Task to complete> Output the lines below exactly, please, from the first line until the line with "a cleanup removed.", counting both.

◇ ◇ ◇ ◇

//! Removal of processed artifacts from the share.
//!
//! Deletion is by name only: files are matched on their stem, then empty
//! folders are pruned bottom-up, at most two levels, and never at or above
//! the backend folder passed as `stop_at`.

use std::fs;
use std::path::{Path, PathBuf};

use tracing::{debug, info};

use crate::core::convention::{
    BackendKind, ConventionError, RAW_FOLDER, enclosing_dataset_folder,
};
use crate::infra::io::{is_empty_dir, sorted_entries, stem_before_first_dot, stem_before_last_dot};

#[derive(Debug, thiserror::Error)]
pub enum CleanupError {
    #[error("folder {} does not exist", .0.display())]
    MissingFolder(PathBuf),

    #[error("cannot delete {}: {source}", path.display())]
    Delete {
        path: PathBuf,
        #[source]
        source: std::io::Error,
    },

    #[error(transparent)]
    Convention(#[from] ConventionError),
}

/// What a cleanup removed.
#[derive(Debug, Default, Clone, PartialEq, Eq)]
pub struct CleanupReport {
    pub files: Vec<PathBuf>,
    pub folders: Vec<PathBuf>,
}

/// Delete `result_file` and every sibling sharing its stem (the name without
/// the final extension), then prune emptied folders.
pub fn delete_associated_files(result_file: &Path, stop_at: &Path) -> Result<CleanupReport, CleanupError> {
    let folder = result_file
        .parent()
        .ok_or_else(|| CleanupError::MissingFolder(result_file.to_path_buf()))?;
    let stem = stem_before_last_dot(result_file)
        .ok_or_else(|| CleanupError::MissingFolder(result_file.to_path_buf()))?
        .to_string();

    delete_and_prune(folder, stop_at, |name| name.starts_with(&stem))
}

/// Raw-side mirror of a result's location:
/// `Raw/Local` or `Raw/omero/<project>/<dataset>`.
pub fn raw_counterpart_folder(
    result_file: &Path,
    tag_folder: &Path,
    backend: BackendKind,
) -> Result<PathBuf, CleanupError> {
    let user = tag_folder
        .parent()
        .and_then(Path::parent)
        .ok_or_else(|| CleanupError::MissingFolder(tag_folder.to_path_buf()))?;
    let backend_root = user.join(RAW_FOLDER).join(backend.folder_name());

    match backend {
        BackendKind::Local => Ok(backend_root),
        BackendKind::Remote => {
            let (dataset_dir, _) = enclosing_dataset_folder(result_file, tag_folder)?;
            let rel = dataset_dir
                .strip_prefix(tag_folder)
                .map_err(|_| ConventionError::MissingDatasetFolder(result_file.to_path_buf()))?;
            Ok(backend_root.join(rel))
        }
    }
}

/// Delete raw copies named `raw_name` (any extension) from `raw_folder`.
pub fn delete_raw_counterparts(raw_folder: &Path, raw_name: &str, stop_at: &Path) -> Result<CleanupReport, CleanupError> {
    if !raw_folder.is_dir() {
        return Err(CleanupError::MissingFolder(raw_folder.to_path_buf()));
    }
    delete_and_prune(raw_folder, stop_at, |name| {
        stem_before_first_dot(Path::new(name)) == Some(raw_name)
    })
}

fn delete_and_prune<F>(folder: &Path, stop_at: &Path, matches: F) -> Result<CleanupReport, CleanupError>
where
    F: Fn(&str) -> bool,
{
    let entries = sorted_entries(folder).map_err(|source| CleanupError::Delete {
        path: folder.to_path_buf(),
        source,
    })?;

    let mut report = CleanupReport::default();
    for path in entries {
        let hit = path.is_file()
            && path
                .file_name()
                .and_then(|n| n.to_str())
                .is_some_and(&matches);
        if !hit {
            continue;
        }
        fs::remove_file(&path).map_err(|source| CleanupError::Delete { path: path.clone(), source })?;
        debug!(path = %path.display(), "deleted");
        report.files.push(path);
    }

    // Folder, then its parent: never more, never the backend folder itself
    let mut current = Some(folder);
    for _ in 0..2 {
        let Some(dir) = current else { break };
        if !prunable(dir, stop_at) {
            break;
        }
        fs::remove_dir(dir).map_err(|source| CleanupError::Delete { path: dir.to_path_buf(), source })?;
        info!(path = %dir.display(), "removed empty folder");
        report.folders.push(dir.to_path_buf());
        current = dir.parent();
    }

    Ok(report)
}

fn prunable(dir: &Path, stop_at: &Path) -> bool {
    dir != stop_at && dir.starts_with(stop_at) && is_empty_dir(dir).unwrap_or(false)
}

#[cfg(test)]
mod tests {
    use super::*;
    use tempfile::TempDir;

    fn touch(p: &Path) {
        fs::create_dir_all(p.parent().unwrap()).unwrap();
        fs::write(p, b"x").unwrap();
    }

    #[test]
    fn test_deletes_siblings_and_keeps_others() {
        let tmp = TempDir::new().unwrap();
        let tag = tmp.path().join("local");
        let result = tag.join("A_1234567890123_hrm.ids");
        touch(&result);
        touch(&tag.join("A_1234567890123_hrm.parameters.txt"));
        touch(&tag.join("A_1234567890123_hrm.log.txt"));
        touch(&tag.join("B_1234567890123_hrm.ids"));

        let report = delete_associated_files(&result, &tag).unwrap();

        assert_eq!(report.files.len(), 3);
        assert!(report.folders.is_empty());
        assert!(tag.join("B_1234567890123_hrm.ids").exists());
        assert!(tag.is_dir());
    }

    #[test]
    fn test_prunes_parent_but_not_busy_grandparent() {
        let tmp = TempDir::new().unwrap();
        let tag = tmp.path().join("omero");
        let project = tag.join("3_P");
        let result = project.join("51_D/X_1234567890123_hrm.ids");
        touch(&result);
        touch(&project.join("52_Other/Y_1234567890123_hrm.ids"));

        let report = delete_associated_files(&result, &tag).unwrap();

        assert_eq!(report.folders, vec![project.join("51_D")]);
        assert!(project.join("52_Other").is_dir());
    }

    #[test]
    fn test_prunes_two_levels_at_most() {
        let tmp = TempDir::new().unwrap();
        let tag = tmp.path().join("omero");
        let result = tag.join("3_P/51_D/X_1234567890123/X_1234567890123_hrm.ids");
        touch(&result);

        let report = delete_associated_files(&result, &tag).unwrap();

        assert_eq!(report.folders.len(), 2);
        assert!(!tag.join("3_P/51_D").exists());
        assert!(tag.join("3_P").is_dir());
    }

    #[test]
    fn test_never_removes_stop_folder() {
        let tmp = TempDir::new().unwrap();
        let tag = tmp.path().join("local");
        let result = tag.join("A_1234567890123_hrm.ids");
        touch(&result);

        delete_associated_files(&result, &tag).unwrap();

        assert!(tag.is_dir());
    }

    #[test]
    fn test_raw_counterpart_folder() {
        let user = Path::new("/s/alice");
        let tag = user.join("Deconvolved/omero");
        let file = tag.join("3_P/51_D/X_1234567890123_hrm.ids");

        assert_eq!(
            raw_counterpart_folder(&file, &tag, BackendKind::Remote).unwrap(),
            user.join("Raw/omero/3_P/51_D")
        );

        let local_tag = user.join("Deconvolved/local");
        assert_eq!(
            raw_counterpart_folder(&local_tag.join("X_1234567890123_hrm.ids"), &local_tag, BackendKind::Local).unwrap(),
            user.join("Raw/Local")
        );
    }

    #[test]
    fn test_delete_raw_matches_exact_stem() {
        let tmp = TempDir::new().unwrap();
        let local = tmp.path().join("Raw/Local");
        touch(&local.join("SampleA.tif"));
        touch(&local.join("SampleA.companion.ome"));
        touch(&local.join("SampleAB.tif"));

        let report = delete_raw_counterparts(&local, "SampleA", &local).unwrap();

        assert_eq!(report.files.len(), 2);
        assert!(local.join("SampleAB.tif").exists());
        assert!(matches!(
            delete_raw_counterparts(&tmp.path().join("Raw/omero"), "x", &local),
            Err(CleanupError::MissingFolder(_))
        ));
    }
}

◇ ◇ ◇ ◇

Problem solution>
//! Removal of processed artifacts from the share.
//!
//! Deletion is by name only: files are matched on their stem, then empty
//! folders are pruned bottom-up, at most two levels, and never at or above
//! the backend folder passed as `stop_at`.

use std::fs;
use std::path::{Path, PathBuf};

use tracing::{debug, info};

use crate::core::convention::{
    BackendKind, ConventionError, RAW_FOLDER, enclosing_dataset_folder,
};
use crate::infra::io::{is_empty_dir, sorted_entries, stem_before_first_dot, stem_before_last_dot};

#[derive(Debug, thiserror::Error)]
pub enum CleanupError {
    #[error("folder {} does not exist", .0.display())]
    MissingFolder(PathBuf),

    #[error("cannot delete {}: {source}", path.display())]
    Delete {
        path: PathBuf,
        #[source]
        source: std::io::Error,
    },

    #[error(transparent)]
    Convention(#[from] ConventionError),
}

/// What a cleanup removed.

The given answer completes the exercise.